1) My age +4, anyone 4 years older than me is old, anyone 4 years younger than me is a kid, within the age range (and before marriage) makes you a potential shag or friend. Currently anyone who is 29 is a gonner.
2)Microsoft.
3)I'm always hungry.
4)Made IE 7
5)Meetings would be much shorter.
6)Same reason why I was once a baby but there are still babies.
7)I'm never wrong

Yeeeeeeeee
9)Purple, tis the same with Wombles
10)He fell out of a tree just like Duncan Goodhew, but only fell half as hard.
11)No it would be a CATastrophe.
12)Tessa Sanderson puts them there.
13)I don't make bombs. Expect a visit from the anti-terror unit sometime soon.
14)Why would I be listening to someone who was talking about someone who isn't me?
15)Kind of like a constipated bowel, full of shit.

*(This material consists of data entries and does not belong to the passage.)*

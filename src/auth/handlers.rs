use axum::{
    extract::{FromRef, State},
    http::header::SET_COOKIE,
    response::AppendHeaders,
    routing::{get, post},
    Json, Router,
};
use tracing::{info, instrument, warn};

use crate::{
    auth::{
        dto::{LoginRequest, LoginResponse, MessageResponse, PublicUser},
        identity::AUTH_COOKIE,
        jwt::JwtKeys,
        password::verify_password,
    },
    error::ApiError,
    state::AppState,
    users::repo::User,
};

pub fn auth_routes() -> Router<AppState> {
    Router::new()
        .route("/auth/login", post(login))
        .route("/auth/logout", get(logout))
}

#[instrument(skip(state, payload))]
pub async fn login(
    State(state): State<AppState>,
    Json(mut payload): Json<LoginRequest>,
) -> Result<(AppendHeaders<[(axum::http::HeaderName, String); 1]>, Json<LoginResponse>), ApiError> {
    payload.email = payload.email.trim().to_lowercase();

    let user = User::find_by_email(&state.db, &payload.email)
        .await?
        .ok_or_else(|| {
            warn!(email = %payload.email, "login unknown email");
            ApiError::InvalidCredentials("User not found")
        })?;

    // An argon2 error here is a hashing subsystem failure, not a mismatch.
    let ok = verify_password(&payload.password, &user.password_hash)?;
    if !ok {
        warn!(email = %payload.email, user_id = %user.id, "login invalid password");
        return Err(ApiError::InvalidCredentials("Email and password do not match"));
    }

    let keys = JwtKeys::from_ref(&state);
    let token = keys.sign(user.id)?;

    let cookie = format!(
        "{AUTH_COOKIE}={token}; Path=/; HttpOnly; SameSite=Lax; Max-Age={}",
        keys.ttl.as_secs()
    );

    info!(user_id = %user.id, email = %user.email, "user logged in");
    Ok((
        AppendHeaders([(SET_COOKIE, cookie)]),
        Json(LoginResponse {
            message: "Successfully logged in!".into(),
            token,
            user: PublicUser::from(user),
        }),
    ))
}

/// Clears the auth cookie. The token itself stays valid until expiry; there
/// is no server-side revocation list.
#[instrument]
pub async fn logout() -> (AppendHeaders<[(axum::http::HeaderName, String); 1]>, Json<MessageResponse>) {
    // Attributes must match the login cookie or some browsers keep the
    // original instead of replacing it.
    let cookie = format!("{AUTH_COOKIE}=; Path=/; HttpOnly; SameSite=Lax; Max-Age=0");
    (
        AppendHeaders([(SET_COOKIE, cookie)]),
        Json(MessageResponse {
            message: "Successfully logged out!",
        }),
    )
}

#[cfg(test)]
mod tests {
    use super::*;

    #[tokio::test]
    async fn logout_clears_cookie_with_matching_attributes() {
        let (AppendHeaders([(name, cookie)]), Json(body)) = logout().await;

        assert_eq!(name, SET_COOKIE);
        assert!(cookie.starts_with(&format!("{AUTH_COOKIE}=;")));
        assert!(cookie.contains("Path=/"));
        assert!(cookie.contains("HttpOnly"));
        assert!(cookie.contains("SameSite=Lax"));
        assert!(cookie.contains("Max-Age=0"));
        assert_eq!(body.message, "Successfully logged out!");
    }
}
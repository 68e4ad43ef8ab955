use crate::state::AppState;
use axum::Router;

pub mod dto;
pub mod handlers;
pub mod identity;
pub mod jwt;
pub mod password;

pub fn router() -> Router<AppState> {
    handlers::auth_routes()
}
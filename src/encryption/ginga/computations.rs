//! ARX building blocks of the Ginga-128 block cipher.
//!
//! Every function here is a bijection on `u32` (for a fixed key word and
//! round index) and comes paired with its exact inverse, which is what lets
//! decryption run the rounds backwards.

use crate::primitives::arx::{cyclic, rotl, rotr};

/// XOR constant of the confusion step.
pub const CONFUSE_XOR: u32 = 0xA5A5_A5A5;

/// Additive constant of the confusion step.
pub const CONFUSE_ADD: u32 = 0x3C3C_3C3C;

/// Fixed nonlinear step: XOR, modular add, rotate left 7.
#[inline(always)]
pub fn confuse(x: u32) -> u32 {
    rotl((x ^ CONFUSE_XOR).wrapping_add(CONFUSE_ADD), 7)
}

/// Inverse of [`confuse`].
#[inline(always)]
pub fn deconfuse(x: u32) -> u32 {
    rotr(x, 7).wrapping_sub(CONFUSE_ADD) ^ CONFUSE_XOR
}

/// Keyed round function applied to a single state word.
#[inline(always)]
pub fn round(x: u32, k: u32, r: usize) -> u32 {
    let x = confuse(x.wrapping_add(k));
    let x = rotl(x, r as u32 + 3);
    rotl(x ^ k, r as u32 + 5)
}

/// Inverse of [`round`] for the same `k` and `r`.
#[inline(always)]
pub fn inv_round(x: u32, k: u32, r: usize) -> u32 {
    let x = rotr(x, r as u32 + 5) ^ k;
    let x = rotr(x, r as u32 + 3);
    deconfuse(x).wrapping_sub(k)
}

/// Derives the sub-key for state word `i` in round `round`.
#[inline(always)]
pub fn sub_key(key: &[u32; 8], round: usize, i: usize) -> u32 {
    let tweak = (i as u32).wrapping_mul(73).wrapping_add((round as u32).wrapping_mul(91));

    rotl(cyclic(key, i + round) ^ tweak, (round + i) as u32)
}

/// Diffusion layer over the four state words.
///
/// Applied in place and in order, so word 3 absorbs the already-updated
/// word 0.
#[inline(always)]
pub fn mix(mut s: [u32; 4]) -> [u32; 4] {
    s[0] ^= rotl(s[1], 5);
    s[1] ^= rotl(s[2], 11);
    s[2] ^= rotl(s[3], 17);
    s[3] ^= rotl(s[0], 23);
    s
}

/// Inverse of [`mix`]: undoes the chain from word 3 back to word 0.
#[inline(always)]
pub fn inv_mix(mut s: [u32; 4]) -> [u32; 4] {
    s[3] ^= rotl(s[0], 23);
    s[2] ^= rotl(s[3], 17);
    s[1] ^= rotl(s[2], 11);
    s[0] ^= rotl(s[1], 5);
    s
}
//! Message authentication codes.
//!
//! HMAC is implemented once, generically over [`crate::hash::Hasher`], and
//! instantiated over Ginga-Hash-256 as [`HmacGinga`].

pub mod hmac;

pub use hmac::{Hmac, HmacGinga, hmac_ginga};
//! Primitive building blocks
//!
//! Word-level helpers shared by the Ginga cipher and hash:
//! - `arx`: rotations and cyclic indexing into fixed-size word arrays
//! - `codec`: fixed-width little-endian / big-endian word codecs
//!
//! The cipher and hash keep their own round functions; only these
//! algorithm-neutral pieces are shared.

pub mod arx;
pub mod codec;
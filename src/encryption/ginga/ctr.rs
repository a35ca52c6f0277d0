//! Counter-mode stream construction over Ginga-128.
//!
//! The 16-byte nonce is split into a 96-bit fixed prefix and a 32-bit
//! block counter. For block `i` the counter field (bytes 12..16) is
//! overwritten with `i` in **big-endian** order, the resulting IV is
//! encrypted, and the output is XORed into the data. Whatever the caller
//! placed in bytes 12..16 of the nonce is ignored.
//!
//! Encryption and decryption are the same operation. No integrity is
//! provided, and reusing a `(key, nonce)` pair leaks the XOR of the
//! plaintexts; nonce uniqueness is the caller's responsibility.
//!
//! Each keystream block depends only on the key, the nonce prefix and its
//! own counter value, which is what makes [`GingaCtr::seek`] cheap.

use zeroize::{Zeroize, ZeroizeOnDrop};

use super::core::{BLOCK_SIZE, Ginga};
use crate::error::{Error, Input};
use crate::primitives::codec::store_be_u32;

/// Nonce size in bytes.
pub const NONCE_SIZE: usize = 16;

/// Length of the fixed nonce prefix; the remaining 4 bytes hold the counter.
pub const NONCE_PREFIX_SIZE: usize = 12;

/// Incremental Ginga-CTR keystream.
///
/// Applying the keystream over several calls with arbitrary chunk sizes
/// produces the same bytes as a single [`ctr_mode`] call over the
/// concatenated data.
///
/// Block counters are 32 bits wide. Past 2³² blocks (64 GiB) under one
/// nonce the counter wraps and the keystream repeats. The byte position
/// itself wraps at `u64::MAX`.
#[derive(Clone, Zeroize, ZeroizeOnDrop)]
pub struct GingaCtr {
    cipher: Ginga,
    prefix: [u8; NONCE_PREFIX_SIZE],
    position: u64,
}

impl GingaCtr {
    /// Creates a keystream positioned at byte 0.
    ///
    /// # Errors
    /// Returns [`Error::InvalidLength`] if `key` is not 32 bytes or `nonce`
    /// is not 16 bytes.
    pub fn new(key: &[u8], nonce: &[u8]) -> Result<Self, Error> {
        let cipher = Ginga::new(key)?;
        Error::check(Input::Nonce, NONCE_SIZE, nonce.len())?;

        let mut prefix = [0u8; NONCE_PREFIX_SIZE];
        prefix.copy_from_slice(&nonce[..NONCE_PREFIX_SIZE]);

        Ok(GingaCtr {
            cipher,
            prefix,
            position: 0,
        })
    }

    /// XORs the keystream into `buf` and advances the position.
    pub fn apply_keystream(&mut self, buf: &mut [u8]) {
        let mut offset = 0usize;

        while offset < buf.len() {
            let skip = (self.position % BLOCK_SIZE as u64) as usize;
            let keystream = self.keystream_block(self.block_counter());

            let take = (BLOCK_SIZE - skip).min(buf.len() - offset);

            buf[offset..offset + take]
                .iter_mut()
                .zip(&keystream[skip..skip + take])
                .for_each(|(b, k)| *b ^= k);

            offset += take;
            self.position = self.position.wrapping_add(take as u64);
        }
    }

    /// Moves the keystream to absolute byte offset `position`.
    pub fn seek(&mut self, position: u64) {
        self.position = position;
    }

    /// Current keystream byte offset.
    pub fn position(&self) -> u64 {
        self.position
    }

    fn block_counter(&self) -> u32 {
        (self.position / BLOCK_SIZE as u64) as u32
    }

    fn keystream_block(&self, counter: u32) -> [u8; BLOCK_SIZE] {
        let mut block = [0u8; BLOCK_SIZE];
        block[..NONCE_PREFIX_SIZE].copy_from_slice(&self.prefix);
        store_be_u32(counter, &mut block[NONCE_PREFIX_SIZE..]);

        self.cipher.encrypt_block(&mut block);

        block
    }
}

/// Encrypts or decrypts `data` with Ginga-CTR.
///
/// The output has the same length as `data`; empty input yields empty
/// output. Applying the function twice with the same key and nonce returns
/// the original data.
///
/// # Errors
/// Returns [`Error::InvalidLength`] if `key` is not 32 bytes or `nonce` is
/// not 16 bytes.
///
/// # Examples
///
/// ```
/// use ginga::encryption::ginga::ctr_mode;
///
/// let key = [0u8; 32];
/// let nonce = [0u8; 16];
///
/// let ciphertext = ctr_mode(b"attack at dawn", &key, &nonce).unwrap();
/// let plaintext = ctr_mode(&ciphertext, &key, &nonce).unwrap();
///
/// assert_eq!(plaintext, b"attack at dawn");
/// ```
pub fn ctr_mode(data: &[u8], key: &[u8], nonce: &[u8]) -> Result<Vec<u8>, Error> {
    let mut ctr = GingaCtr::new(key, nonce)?;

    let mut out = data.to_vec();
    ctr.apply_keystream(&mut out);

    Ok(out)
}
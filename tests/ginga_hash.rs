mod common;

use common::{TestBytes, flip_bit, hamming};
use ginga::hash::ginga::core::compress;
use ginga::hash::ginga::{DIGEST_SIZE, GINGA_INIT};
use ginga::hash::{GingaHasher, Hasher, ginga_hash};

fn expect_ginga_eq(input: &[u8], expected: &str) {
    let got = ginga_hash(input);

    assert_eq!(
        hex::encode(got),
        expected,
        "Digest mismatch for input of {} bytes",
        input.len(),
    );
}

// -------------------------------------------------------
// 1. KNOWN-ANSWER VECTORS
// -------------------------------------------------------

#[test]
fn ginga_empty_vector() {
    expect_ginga_eq(
        b"",
        "ed5b4d90e79fc272e1ef1ec48da737c2158ca704fba45bd2d97144faa6d43eeb",
    );
}

#[test]
fn ginga_abc_vector() {
    expect_ginga_eq(
        b"abc",
        "0889c3755c42334341f0c758b320cc98c09df84397edb67575d69215e0469e2e",
    );
}

#[test]
fn ginga_known_phrase() {
    expect_ginga_eq(
        b"The quick brown fox jumps over the lazy dog",
        "20fb949d4609d3c51e04fb50edc48bd7fc467a3a7bfbeea92a0b5774c500fb63",
    );
}

#[test]
fn ginga_utf8_phrase() {
    expect_ginga_eq(
        "Exemplo da função hash Ginga em PHP.".as_bytes(),
        "5a1ecb2272f6a6fdf731a27785a549aa95a4e15746ea438ba4d345e1edde6561",
    );
}

#[test]
fn ginga_zero_filled_lengths() {
    let vectors = [
        (1usize, "61b694d45c0619a517686000bfbf240091b68ab7b5ac57e1b851e6117e5c3c96"),
        (23, "d73209edd76e13d86f7afddb129f1bd89bdc69913afbc81401fabd1c0700c55b"),
        (24, "d73b4ed504d0b258758b73f7e57728ef5aff37afa9cb8f2c11387537bb3b5f06"),
        (31, "fefc018ca6f0d9d9f245f3ec989feef4e46e37afe59296c8602a0d9b6624f208"),
        (32, "aaad36498d3e794b79018dfdcdb5657e36bc9e8d269fa1d10e185888237222ba"),
        (33, "a92d942da10aed42bcfecb7cc61e96ad79fb610cb87e98decfccfabbbaa9b6f6"),
        (55, "fd6c52f5606830e8ffc37470dea4de6d8ca3e436fa18e62f0b25ca3646f15b1f"),
        (56, "224ed5d0b4384d306b8308bedf0dbc153073166bd80e1922fde7b2d9ae1ded02"),
        (64, "fdab645c44c5bd436852638e48578ada558ac9ab0d30fa307135886d98cbcd3c"),
        (1000, "2ffba54f1eb593bad16dd76574bf9e0064542b2e2e794dd869caabac69d6c9e8"),
    ];

    for (len, expected) in vectors {
        expect_ginga_eq(&vec![0u8; len], expected);
    }
}

#[test]
fn ginga_counting_bytes() {
    let input: Vec<u8> = (0..1024).map(|i| i as u8).collect();

    expect_ginga_eq(
        &input,
        "38d16f55567c80031af5f296df7c130e8d377e8358d9cd7b053a4c63170e8fa8",
    );
}

// -------------------------------------------------------
// 2. STRUCTURE
// -------------------------------------------------------

#[test]
fn ginga_digest_length_is_fixed() {
    for len in [0usize, 1, 31, 32, 33, 1000] {
        assert_eq!(ginga_hash(&vec![0xA5u8; len]).len(), DIGEST_SIZE);
    }
}

#[test]
fn ginga_empty_is_one_padded_block() {
    let mut block = [0u8; 32];
    block[0] = 0x80;

    let mut state = GINGA_INIT;
    compress(&block, &mut state);

    let mut expected = [0u8; 32];
    for (chunk, word) in expected.chunks_exact_mut(4).zip(&state[..8]) {
        chunk.copy_from_slice(&word.to_le_bytes());
    }

    assert_eq!(ginga_hash(b""), expected);
}

#[test]
fn ginga_length_is_bound_into_digest() {
    assert_ne!(ginga_hash(&[0u8; 1]), ginga_hash(&[0u8; 2]));
    assert_ne!(ginga_hash(b""), ginga_hash(&[0u8; 1]));
}

// -------------------------------------------------------
// 3. INCREMENTAL HASHING
// -------------------------------------------------------

#[test]
fn ginga_streaming_matches_one_shot() {
    let mut rng = TestBytes::new(0x5eed);
    let input = rng.fill(300);
    let expected = ginga_hash(&input);

    for chunk in [1usize, 2, 7, 23, 24, 31, 32, 33, 64, 299, 300] {
        let mut hasher = GingaHasher::new();
        for piece in input.chunks(chunk) {
            hasher.update(piece);
        }

        assert_eq!(hasher.finalize(), expected, "chunk size {chunk}");
    }
}

#[test]
fn ginga_empty_updates_are_neutral() {
    let mut hasher = GingaHasher::new();
    hasher.update(b"");
    hasher.update(b"ab");
    hasher.update(b"");
    hasher.update(b"c");

    assert_eq!(hasher.finalize(), ginga_hash(b"abc"));
}

#[test]
fn ginga_finalize_reset_restarts() {
    let mut hasher = GingaHasher::default();
    hasher.update(b"first message");

    assert_eq!(hasher.finalize_reset(), ginga_hash(b"first message"));

    hasher.update(b"abc");
    assert_eq!(hasher.finalize_reset(), ginga_hash(b"abc"));
    assert_eq!(hasher.clone().finalize(), ginga_hash(b""));
}

#[test]
fn ginga_reset_discards_input() {
    let mut hasher = GingaHasher::new();
    hasher.update(&[0xFFu8; 45]);
    hasher.reset();

    assert_eq!(hasher.finalize(), ginga_hash(b""));
}

#[test]
fn ginga_trait_digest_matches() {
    assert_eq!(<GingaHasher as Hasher>::BLOCK_SIZE, 32);
    assert_eq!(<GingaHasher as Hasher>::OUTPUT_SIZE, 32);
    assert_eq!(GingaHasher::digest(b"abc"), ginga_hash(b"abc"));
}

// -------------------------------------------------------
// 4. STATISTICAL PROPERTIES
// -------------------------------------------------------

#[test]
fn ginga_avalanche_is_near_half() {
    let mut rng = TestBytes::new(0x6769_6e67_61);

    let mut total = 0u64;
    let mut samples = 0u64;

    for _ in 0..16 {
        let input = rng.fill(48);
        let reference = ginga_hash(&input);

        for bit in (0..384).step_by(3) {
            total += hamming(&reference, &ginga_hash(&flip_bit(&input, bit))) as u64;
            samples += 1;
        }
    }

    let mean = total as f64 / samples as f64;
    assert!((118.0..=138.0).contains(&mean), "mean flipped bits {mean}");
}
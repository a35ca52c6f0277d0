//! Fixed-width word codecs.
//!
//! Every Ginga state, key and digest buffer is a sequence of 32-bit words
//! stored **little-endian**. The single exception is the CTR counter field,
//! which is stored **big-endian**. Keeping both directions here keeps the
//! cipher and hash code free of ad hoc byte shuffling.
//!
//! With the `speed` feature the loaders and stores use explicit shifts
//! instead of `from_le_bytes` on sub-slices. Both paths produce identical
//! bytes.

/// Reads one little-endian word from the first four bytes of `bytes`.
#[cfg(not(feature = "speed"))]
#[inline(always)]
pub fn load_le(bytes: &[u8]) -> u32 {
    u32::from_le_bytes([bytes[0], bytes[1], bytes[2], bytes[3]])
}

/// Reads one little-endian word (shift-based fast path).
#[cfg(feature = "speed")]
#[inline(always)]
pub fn load_le(bytes: &[u8]) -> u32 {
    (bytes[0] as u32)
        | ((bytes[1] as u32) << 8)
        | ((bytes[2] as u32) << 16)
        | ((bytes[3] as u32) << 24)
}

/// Writes `word` little-endian into the first four bytes of `out`.
#[cfg(not(feature = "speed"))]
#[inline(always)]
pub fn store_le(word: u32, out: &mut [u8]) {
    out[..4].copy_from_slice(&word.to_le_bytes());
}

/// Writes `word` little-endian (shift-based fast path).
#[cfg(feature = "speed")]
#[inline(always)]
pub fn store_le(word: u32, out: &mut [u8]) {
    out[0] = word as u8;
    out[1] = (word >> 8) as u8;
    out[2] = (word >> 16) as u8;
    out[3] = (word >> 24) as u8;
}

/// Decodes `N` little-endian words from `bytes`.
///
/// `bytes` must hold exactly `4 * N` bytes; callers validate lengths at
/// the API boundary before reaching this point.
#[inline(always)]
pub fn load_le_words<const N: usize>(bytes: &[u8]) -> [u32; N] {
    debug_assert_eq!(bytes.len(), 4 * N);

    let mut out = [0u32; N];

    for (slot, chunk) in out.iter_mut().zip(bytes.chunks_exact(4)) {
        *slot = load_le(chunk);
    }

    out
}

/// Encodes `words` little-endian into `out` (`out.len() == 4 * words.len()`).
#[inline(always)]
pub fn store_le_words(words: &[u32], out: &mut [u8]) {
    debug_assert_eq!(out.len(), 4 * words.len());

    for (chunk, &word) in out.chunks_exact_mut(4).zip(words) {
        store_le(word, chunk);
    }
}

/// Writes a 32-bit counter big-endian into the first four bytes of `out`.
#[inline(always)]
pub fn store_be_u32(value: u32, out: &mut [u8]) {
    out[..4].copy_from_slice(&value.to_be_bytes());
}

/// Writes a 64-bit length field little-endian into the first eight bytes
/// of `out`.
#[inline(always)]
pub fn store_le_u64(value: u64, out: &mut [u8]) {
    out[..8].copy_from_slice(&value.to_le_bytes());
}
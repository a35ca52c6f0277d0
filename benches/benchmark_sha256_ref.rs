//! Ginga-Hash-256 next to `sha2::Sha256` on the same 64-byte input.

use ginga::hash::ginga_hash;

use criterion::{Criterion, criterion_group, criterion_main};
use sha2::{Digest, Sha256};
use std::hint::black_box;

pub fn bench_digest_baseline(c: &mut Criterion) {
    let data = [0x5au8; 64];
    let mut group = c.benchmark_group("64-byte digest");

    group.bench_function("ginga_hash", |b| b.iter(|| ginga_hash(black_box(&data))));

    group.bench_function("sha2::Sha256", |b| {
        b.iter(|| Sha256::digest(black_box(&data)))
    });

    group.finish();
}

criterion_group!(benches, bench_digest_baseline);
criterion_main!(benches);
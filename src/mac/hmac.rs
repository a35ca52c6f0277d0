//! HMAC over any [`Hasher`].
//!
//! ```text
//! HMAC(K, m) = H((K' ^ opad) || H((K' ^ ipad) || m))
//! ```
//!
//! `K'` is the key adjusted to the hasher's block size: keys longer than a
//! block are replaced by their digest, and shorter keys are zero-padded on
//! the right. The hasher's digest must fit in one block.

use zeroize::Zeroizing;

use crate::hash::{GingaHasher, Hasher};

/// Byte XORed into the key for the inner hash.
pub const IPAD: u8 = 0x36;

/// Byte XORed into the key for the outer hash.
pub const OPAD: u8 = 0x5c;

/// Incremental HMAC state.
///
/// Both hashers are keyed at construction; only the message flows through
/// [`update`](Self::update).
#[derive(Clone)]
pub struct Hmac<H: Hasher> {
    inner: H,
    outer: H,
}

/// HMAC instantiated over Ginga-Hash-256 (32-byte block, 32-byte tag).
pub type HmacGinga = Hmac<GingaHasher>;

impl<H: Hasher> Hmac<H> {
    /// Creates an HMAC state for `key`. Any key length is accepted.
    ///
    /// Instantiating this for a hasher whose digest is longer than its
    /// block is a compile-time error:
    ///
    /// ```compile_fail
    /// use ginga::hash::{GingaHasher, Hasher};
    /// use ginga::mac::Hmac;
    ///
    /// #[derive(Clone, Default)]
    /// struct Narrow(GingaHasher);
    ///
    /// impl Hasher for Narrow {
    ///     const BLOCK_SIZE: usize = 16;
    ///     const OUTPUT_SIZE: usize = 32;
    ///
    ///     type Output = [u8; 32];
    ///
    ///     fn update(&mut self, data: &[u8]) {
    ///         self.0.update(data);
    ///     }
    ///
    ///     fn finalize(self) -> [u8; 32] {
    ///         self.0.finalize()
    ///     }
    /// }
    ///
    /// let _ = Hmac::<Narrow>::new(b"key");
    /// ```
    pub fn new(key: &[u8]) -> Self {
        const { assert!(H::OUTPUT_SIZE <= H::BLOCK_SIZE, "digest must fit in one block") };

        let mut block = Zeroizing::new(vec![0u8; H::BLOCK_SIZE]);

        if key.len() > H::BLOCK_SIZE {
            let digest = H::digest(key);
            let digest = digest.as_ref();
            block[..digest.len()].copy_from_slice(digest);
        } else {
            block[..key.len()].copy_from_slice(key);
        }

        let mut pad = Zeroizing::new(vec![0u8; H::BLOCK_SIZE]);

        let mut inner = H::default();
        pad.iter_mut()
            .zip(block.iter())
            .for_each(|(p, k)| *p = k ^ IPAD);
        inner.update(&pad);

        let mut outer = H::default();
        pad.iter_mut()
            .zip(block.iter())
            .for_each(|(p, k)| *p = k ^ OPAD);
        outer.update(&pad);

        Hmac { inner, outer }
    }

    /// Absorbs message bytes.
    pub fn update(&mut self, data: &[u8]) {
        self.inner.update(data);
    }

    /// Returns the authentication tag.
    pub fn finalize(self) -> H::Output {
        let Hmac { inner, mut outer } = self;

        let inner_digest = inner.finalize();
        outer.update(inner_digest.as_ref());

        outer.finalize()
    }
}

/// Computes HMAC-Ginga of `message` under `key`.
///
/// # Examples
///
/// ```
/// use ginga::hash::ginga_hash;
/// use ginga::mac::hmac_ginga;
///
/// let tag = hmac_ginga(b"chave-secreta", b"mensagem");
///
/// assert_eq!(tag.len(), 32);
/// assert_ne!(tag, ginga_hash(b"chave-secretamensagem"));
/// ```
pub fn hmac_ginga(key: &[u8], message: &[u8]) -> [u8; 32] {
    let mut mac = HmacGinga::new(key);
    mac.update(message);
    mac.finalize()
}
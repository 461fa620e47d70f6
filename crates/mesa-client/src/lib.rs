//! mesa-client library entry point.
//!
//! Re-exports the module tree so that integration tests in `tests/` and the
//! binary entry point in `main.rs` share it.
//!
//! # What does mesa-client do? (for beginners)
//!
//! A tabletop session has one server and any number of players.  Each
//! player process runs a [`Connection`](infrastructure::network::Connection)
//! receptor on its notification hub.  When the board publishes a
//! remote-flagged notification (a moved token, a dice roll) the connection
//! writes it to the server, and everything the server relays from other
//! players comes back out of the hub as ordinary local notifications.
//!
//! The server can be found two ways:
//!
//! 1. An explicit `host[:port]` in the `Connect` notification.
//! 2. An empty address, which listens for the server's UDP announcement
//!    and connects to whoever sent it.

/// Infrastructure layer: network I/O.
pub mod infrastructure;
//! # mesa-core
//!
//! Shared library for the mesa tabletop network synchronization core.
//!
//! # Architecture overview (for beginners)
//!
//! Every subsystem of the tabletop (board, UI, network) talks to the others
//! by publishing [`Notification`]s into a [`Hub`].  The hub queues them and,
//! once per dispatch pass, hands each one to every subscribed [`Receptor`].
//! The network layer is just another pair of receptors: a client
//! `Connection` or a `Server` that turns remote-flagged notifications into
//! bytes on a TCP socket and turns received bytes back into notifications.
//!
//! This crate holds the pieces both roles share:
//!
//! - **`notification`** – the notification model and the hub.
//! - **`protocol`** – length-prefixed framing, notification payload encoding
//!   and `host[:port]` parsing.
//! - **`transport`** – socket reader/writer tasks, the per-socket send queue
//!   and the event channel that hands I/O completions back to the dispatch
//!   thread.
//! - **`config`** – the TOML configuration both binaries load.

pub mod config;
pub mod notification;
pub mod protocol;
pub mod transport;

pub use config::{load_config, save_config, ConfigError, NetConfig};
pub use notification::{Bus, Hub, Kind, Notification, Origin, Receptor, ReceptorId};
pub use protocol::codec::{decode_notification, encode_notification, FrameDecoder, ProtocolError};
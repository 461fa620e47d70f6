//! mesa-server library entry point.
//!
//! Re-exports the module tree so that integration tests in `tests/` and the
//! binary entry point in `main.rs` share it.
//!
//! # What does mesa-server do? (for beginners)
//!
//! The server is the meeting point of a tabletop session.  It listens for
//! players on the game port, advertises that port over UDP broadcast so
//! players on the LAN can find it, and relays every notification one
//! player sends to all the others.
//!
//! Before a new player joins the relay it must receive a snapshot of the
//! table.  The [`Server`](infrastructure::network::server::Server) asks for
//! one by publishing a local `StateSnapshot` request; the table owner
//! answers with a remote-flagged snapshot that the server delivers to the
//! waiting player.

/// Infrastructure layer: network I/O.
pub mod infrastructure;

16)They know when the TV crew will come round so they pop to the shops to avoid them.
17)Cos actual lemons taste like shit?
18)So cats chase mice around the house rather than cows and chickens.
19)Incase they change their mind halfway through.
20)Because it's A PART of the building.
21)Can men? I've never tried, have you?
22)Only if it was sucking another cow's tits at the time.
23)No it's considered a care in the community cost cutting measure.
24)Tax reasons.
25)Due to the mass of a sponge it would be shallower. Finally a use for that physics crap I learnt.
26)Why is the word penis so short?
27)Scratch and sniff.
28)I would hope so that foul little fucker.
29)That colour wouldn't match my shoes.
30)Cos Diet Pepsi is more tolerable than that piss they call Pepsi
31)Yes but then it makes the expected unexpected so it all evens out.